Pescadero, La Honda, Loma Mar and San Gregorio have been without full-time practicing doctors and nurses since the Coastside Family Medical Center’s satellite on the South Coast was shuttered last year. The South Coast also lacks a pharmacy, dental providers and private practitioners. Without aid nearby, people in the rural areas leaned heavily on the medical center in Half Moon Bay. When that clinic shut down on March 13, the weight of the burden shifted onto Puente de la Costa Sur, a nonprofit safety net service provider in Pescadero, and onto county health care programs that serve the South Coast. Among a host of services provided by Puente is transportation to health clinics for people without cars. Puente coordinates more than 200 rides per year. The county Mobile Health Clinic visits Pescadero once a week, and county public health nurses make house calls, but they don’t provide direct medical care. The closure of Coastside Family Medical Center has put a serious strain on those resources.

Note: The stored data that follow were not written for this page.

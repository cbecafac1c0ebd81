//! Perspective (pinhole) projection, the one concrete [`super::Radial`]
//! implementation.

use super::Radial;
use crate::coords;
use glam::DVec3;
use std::f64::consts::PI;

/// A pinhole camera projection: `radius(theta) = f * tan(theta)`.
#[derive(Debug, Clone, Copy, PartialEq)]
#[cfg_attr(feature = "serde", derive(serde::Serialize, serde::Deserialize))]
pub struct PerspectiveProjection {
    focal_length: f64,
    optical_center: (f64, f64),
}

impl PerspectiveProjection {
    pub fn new(focal_length: f64, optical_center: (f64, f64)) -> Self {
        Self {
            focal_length,
            optical_center,
        }
    }

    /// [`Projection::to_sphere`] with Virtual Image Plane compensation.
    /// When `vip` is set, the ray is reflected through the origin
    /// (`phi -= pi`, `theta = pi - theta`) to mark what would otherwise
    /// land behind the image plane. Unused by the viewport-adaptive
    /// resampler, which always keeps `vip = false`; kept for callers that
    /// need the reflected ray directly.
    pub fn to_sphere_vip(&self, y: f64, x: f64, vip: bool) -> DVec3 {
        let (cy, cx) = self.optical_center;
        let (r, mut phi) = coords::cart_to_polar(y - cy, x - cx);
        let mut theta = self.theta(r);
        if vip {
            phi -= PI;
            theta = PI - theta;
        }
        let (xsr, ysr, zsr) = coords::sph_to_cart(1.0, theta, phi);
        DVec3::new(-zsr, xsr, -ysr)
    }
}

impl Radial for PerspectiveProjection {
    fn optical_center(&self) -> (f64, f64) {
        self.optical_center
    }

    fn focal_length(&self) -> f64 {
        self.focal_length
    }

    fn max_fov(&self) -> f64 {
        PI
    }

    fn radius(&self, theta: f64) -> f64 {
        self.focal_length * theta.tan()
    }

    fn theta(&self, radius: f64) -> f64 {
        (radius / self.focal_length).atan()
    }
}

Puente Executive Director Kerry Lobel says staff is swamped with appointments for consultations related to the recent medical center closure.

“Now we’re getting a lot more demands from people who need us to help them navigate finding a new doctor, and to help them figure out where they have to go to get the things they need,” she said.

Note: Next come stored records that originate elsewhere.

//! Frequency-Selective Mesh-to-mesh Resampling (FSMR): matching-pursuit
//! reconstruction on a 2D DCT dictionary evaluated at irregular mesh
//! positions.

use crate::error::{VarError, VarResult};
use crate::geometry::Point2;

/// A `[K^2, N]` row-major DCT dictionary: `data[(k*K+l)*n_cols + n]` holds
/// the `(k, l)` atom evaluated at mesh point `n`. Mirrors
/// [`crate::tensor::MetricTensor4`]'s flattened-row-major-plus-accessor
/// shape in the teacher crate.
#[derive(Debug, Clone, PartialEq)]
pub struct DctDictionary {
    k: usize,
    n: usize,
    data: Vec<f64>,
}

impl DctDictionary {
    /// Number of frequency pairs per axis.
    #[inline]
    pub fn k(&self) -> usize {
        self.k
    }

    /// Number of mesh points each atom is evaluated at.
    #[inline]
    pub fn n(&self) -> usize {
        self.n
    }

    /// Number of atoms, `K^2`.
    #[inline]
    pub fn num_atoms(&self) -> usize {
        self.k * self.k
    }

    #[inline]
    pub fn get(&self, atom: usize, point: usize) -> f64 {
        self.data[atom * self.n + point]
    }

    #[inline]
    pub fn row(&self, atom: usize) -> &[f64] {
        &self.data[atom * self.n..(atom + 1) * self.n]
    }
}

#[inline]
fn dct_alpha(k: usize, l: usize, kk: f64) -> f64 {
    match (k, l) {
        (0, 0) => 1.0 / kk,
        (0, _) | (_, 0) => std::f64::consts::SQRT_2 / kk,
        _ => 2.0 / kk,
    }
}

/// Build the `[K^2, N]` DCT dictionary for the given mesh points.
///
/// `K <= 0` is a programmer error caught by [`resample_fsmr`]'s validation
/// before this is ever called, so it isn't re-checked here.
pub fn dct_basis_dict(k: usize, pts: &[Point2]) -> DctDictionary {
    let n = pts.len();
    let kk = k as f64;
    let mut data = vec![0.0; k * k * n];
    for kf in 0..k {
        for lf in 0..k {
            let alpha = dct_alpha(kf, lf, kk);
            let atom = kf * k + lf;
            let row = &mut data[atom * n..(atom + 1) * n];
            for (i, p) in pts.iter().enumerate() {
                let cy = ((std::f64::consts::PI / kk) * (p.y - 0.5) * kf as f64).cos();
                let cx = ((std::f64::consts::PI / kk) * (p.x - 0.5) * lf as f64).cos();
                row[i] = alpha * cy * cx;
            }
        }
    }
    DctDictionary { k, n, data }
}

/// Frequency-decay weights `f[(k,l)] = sigma^sqrt(k^2+l^2)`, row-major into
/// length `K^2`, matching [`dct_basis_dict`]'s atom indexing.
pub fn dct_frequency_weighting(k: usize, sigma: f64) -> Vec<f64> {
    let mut weights = vec![0.0; k * k];
    for kf in 0..k {
        for lf in 0..k {
            let freq = ((kf * kf + lf * lf) as f64).sqrt();
            weights[kf * k + lf] = sigma.powf(freq);
        }
    }
    weights
}

/// Greedy matching pursuit against a DCT dictionary. Runs exactly `t`
/// iterations; no convergence or early-exit test is defined.
pub fn matching_pursuit(
    dict: &DctDictionary,
    signal: &[f64],
    weights: &[f64],
    freq_weights: &[f64],
    gamma: f64,
    t: usize,
) -> Vec<f64> {
    let num_atoms = dict.num_atoms();
    let n = dict.n();
    let mut residual = signal.to_vec();
    let mut coeffs = vec![0.0; num_atoms];

    let mut denom = vec![0.0; num_atoms];
    for atom in 0..num_atoms {
        let row = dict.row(atom);
        denom[atom] = (0..n).map(|i| row[i] * row[i] * weights[i]).sum();
    }

    for _ in 0..t {
        let mut best_atom = 0;
        let mut best_obj = f64::NEG_INFINITY;
        let mut best_p = 0.0;
        for atom in 0..num_atoms {
            let row = dict.row(atom);
            let p: f64 = (0..n).map(|i| row[i] * residual[i] * weights[i]).sum();
            let obj = if denom[atom] > 0.0 {
                freq_weights[atom] * p * p / denom[atom]
            } else {
                0.0
            };
            if obj > best_obj {
                best_obj = obj;
                best_atom = atom;
                best_p = p;
            }
        }
        let a = best_p / denom[best_atom];
        coeffs[best_atom] += gamma * a;
        let row = dict.row(best_atom);
        for i in 0..n {
            residual[i] -= gamma * a * row[i];
        }
    }

    coeffs
}

/// Evaluate coefficients `c` against a target dictionary: `D'^T * c`.
pub fn dct_synthesize(dict: &DctDictionary, coeffs: &[f64]) -> Vec<f64> {
    let n = dict.n();
    let mut out = vec![0.0; n];
    for atom in 0..dict.num_atoms() {
        let c = coeffs[atom];
        if c == 0.0 {
            continue;
        }
        let row = dict.row(atom);
        for i in 0..n {
            out[i] += row[i] * c;
        }
    }
    out
}

/// Hyperparameters for [`resample_fsmr`] and [`crate::resampler::FsmrResampler`].
#[derive(Debug, Clone, Copy, PartialEq)]
#[cfg_attr(feature = "serde", derive(serde::Serialize, serde::Deserialize))]
pub struct FsmrOptions {
    pub k: usize,
    pub gamma: f64,
    pub sigma: f64,
    pub shift: f64,
    pub t: usize,
}

impl Default for FsmrOptions {
    fn default() -> Self {
        Self {
            k: 32,
            gamma: 0.5,
            sigma: 0.93,
            shift: 16.0,
            t: 1000,
        }
    }
}

/// Resample `src_vals`, known at `src_pts`, onto `tgt_pts` via DCT
/// matching pursuit. Does not mutate its inputs: `shift` is applied to
/// local copies of the point arrays.
pub fn resample_fsmr(
    src_pts: &[Point2],
    src_vals: &[f64],
    tgt_pts: &[Point2],
    opts: &FsmrOptions,
    weights: Option<&[f64]>,
) -> VarResult<Vec<f64>> {
    if opts.k == 0 {
        return Err(VarError::NumericDomain(format!(
            "K must be positive, got {}",
            opts.k
        )));
    }
    if opts.sigma < 0.0 {
        return Err(VarError::NumericDomain(format!(
            "sigma must be non-negative, got {}",
            opts.sigma
        )));
    }
    if src_pts.len() != src_vals.len() {
        return Err(VarError::DimensionMismatch(format!(
            "src_pts has {} points but src_vals has {} values",
            src_pts.len(),
            src_vals.len()
        )));
    }
    if let Some(w) = weights {
        if w.len() != src_pts.len() {
            return Err(VarError::DimensionMismatch(format!(
                "weights has {} entries but src_pts has {}",
                w.len(),
                src_pts.len()
            )));
        }
    }

    let shift = Point2::splat(opts.shift);
    let src_pts_shifted: Vec<Point2> = src_pts.iter().map(|p| *p + shift).collect();
    let tgt_pts_shifted: Vec<Point2> = tgt_pts.iter().map(|p| *p + shift).collect();

    let dict_src = dct_basis_dict(opts.k, &src_pts_shifted);
    let freq = dct_frequency_weighting(opts.k, opts.sigma);
    let owned_weights;
    let w: &[f64] = match weights {
        Some(w) => w,
        None => {
            owned_weights = vec![1.0; src_pts.len()];
            &owned_weights
        }
    };

    let coeffs = matching_pursuit(&dict_src, src_vals, w, &freq, opts.gamma, opts.t);

    let dict_tgt = dct_basis_dict(opts.k, &tgt_pts_shifted);
    Ok(dct_synthesize(&dict_tgt, &coeffs))
}

#[cfg(test)]
mod tests {
    use super::*;
    use approx::assert_relative_eq;

    fn grid_points(k: usize) -> Vec<Point2> {
        let mut pts = Vec::with_capacity(k * k);
        for y in 0..k {
            for x in 0..k {
                pts.push(Point2::new(x as f64 + 0.5, y as f64 + 0.5));
            }
        }
        pts
    }

    #[test]
    fn fsmr_identity_on_regular_grid() {
        // Scenario S4.
        let k = 4;
        let pts = grid_points(k);
        let src_vals: Vec<f64> = (0..pts.len()).map(|i| (i as f64 * 1.7).sin()).collect();

        let opts = FsmrOptions {
            k,
            gamma: 1.0,
            sigma: 0.93,
            shift: 0.0,
            t: 64,
        };
        let out = resample_fsmr(&pts, &src_vals, &pts, &opts, None).unwrap();
        for (a, b) in out.iter().zip(&src_vals) {
            assert_relative_eq!(a, b, epsilon = 1e-6);
        }
    }

    #[test]
    fn matching_pursuit_recovers_a_pure_atom() {
        // Invariant 4: idempotence on the basis.
        let k = 4;
        let pts = grid_points(k);
        let dict = dct_basis_dict(k, &pts);
        let target_atom = 5;
        let signal = dict.row(target_atom).to_vec();
        let weights = vec![1.0; pts.len()];
        let freq = dct_frequency_weighting(k, 0.93);

        let c = matching_pursuit(&dict, &signal, &weights, &freq, 0.5, 50);
        assert!((c[target_atom] - 1.0).abs() < 0.5f64.powi(50));
        for (i, &ci) in c.iter().enumerate() {
            if i != target_atom {
                assert!(ci.abs() < 0.5f64.powi(50) + 1e-9);
            }
        }
    }

    #[test]
    fn matching_pursuit_is_exact_on_dc_in_one_step() {
        // Invariant 5: exactness on DC.
        let k = 4;
        let pts = grid_points(k);
        let dict = dct_basis_dict(k, &pts);
        let v = 3.25;
        let signal = vec![v; pts.len()];
        let weights = vec![1.0; pts.len()];
        let freq = dct_frequency_weighting(k, 0.93);

        let c = matching_pursuit(&dict, &signal, &weights, &freq, 1.0, 1);
        assert_relative_eq!(c[0], v, epsilon = 1e-9);
        for &ci in &c[1..] {
            assert_relative_eq!(ci, 0.0, epsilon = 1e-9);
        }
    }

    #[test]
    fn resample_fsmr_rejects_bad_k() {
        let pts = vec![Point2::new(0.5, 0.5)];
        let vals = vec![1.0];
        let opts = FsmrOptions {
            k: 0,
            ..FsmrOptions::default()
        };
        assert!(resample_fsmr(&pts, &vals, &pts, &opts, None).is_err());
    }

    #[test]
    fn resample_fsmr_rejects_length_mismatch() {
        let pts = vec![Point2::new(0.5, 0.5), Point2::new(1.5, 1.5)];
        let vals = vec![1.0];
        let opts = FsmrOptions::default();
        assert!(resample_fsmr(&pts, &vals, &pts, &opts, None).is_err());
    }

    #[test]
    fn resample_fsmr_does_not_mutate_inputs() {
        let pts = grid_points(4);
        let pts_before = pts.clone();
        let vals: Vec<f64> = (0..pts.len()).map(|i| i as f64).collect();
        let opts = FsmrOptions::default();
        let _ = resample_fsmr(&pts, &vals, &pts, &opts, None).unwrap();
        assert_eq!(pts, pts_before);
    }
}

On top of securing physician reassignments, South Coast residents now face a 30- to 60-minute drive to the nearest medical clinic. For low-income residents in the county, a disproportionate number of whom live in Pescadero, as well as people without reliable transportation and people who speak little or no English, the closure is a crippling blow.

“With the closure of the Half Moon Bay clinic, now people are even more desperate. … Because we’re far away and we’re small and this is an urban county it’s kind of out of sight, out of mind,” said Carol Young-Holt, a La Honda resident who sits on the Puente board of directors and is working with Lobel on providing reliable access to health care.

“Each community has its own unique challenges,” said Mary Hansell, San Mateo County Public Health Department Family Health Services Division director. “Geographic isolation is definitely a unique attribute of Pescadero and the South Coast.”

The estimated 3,286 rural residents on the South Coast don’t justify construction of a “brick and mortar” clinic in the area, Hansell said, but leaving people with a long stretch of road between their home and doctor is not acceptable. That’s why she has been in dialogue with Lobel since the South Coast clinic closure – to solidify a workable system of primary medical treatment.

Hansell and Lobel put together a working group to gather data for a status report of South Coast medical needs. The group identified four “focus areas” for its efforts: Enhancing awareness of medical and social services and issues, increasing county and community resources, improving access to those resources, and “bridging the geographic isolation.” Lobel said she and her staff are starting to incorporate these goals into programs at Puente.

“We’ll (also) have to be more intentional about mobilizing county and foundation resources, but people in our own backyard have got to give to sustain Puente and the other nonprofits on the coast,” Lobel said.

A handful of people answered that call in the weeks following the closure of the Half Moon Bay clinic in March by forming an ad hoc health care committee to address issues surrounding a lack of close-by primary care.

“We’re exploring options, including how to facilitate travels to RotaCare or whether there is the possibility of finding funding to actually establish a clinic on the South Coast,” Lobel said. “We have to have a strategy in the South Coast that works, regardless of what happens in Half Moon Bay. We’re doing legwork now to find a sustainable solution for us.”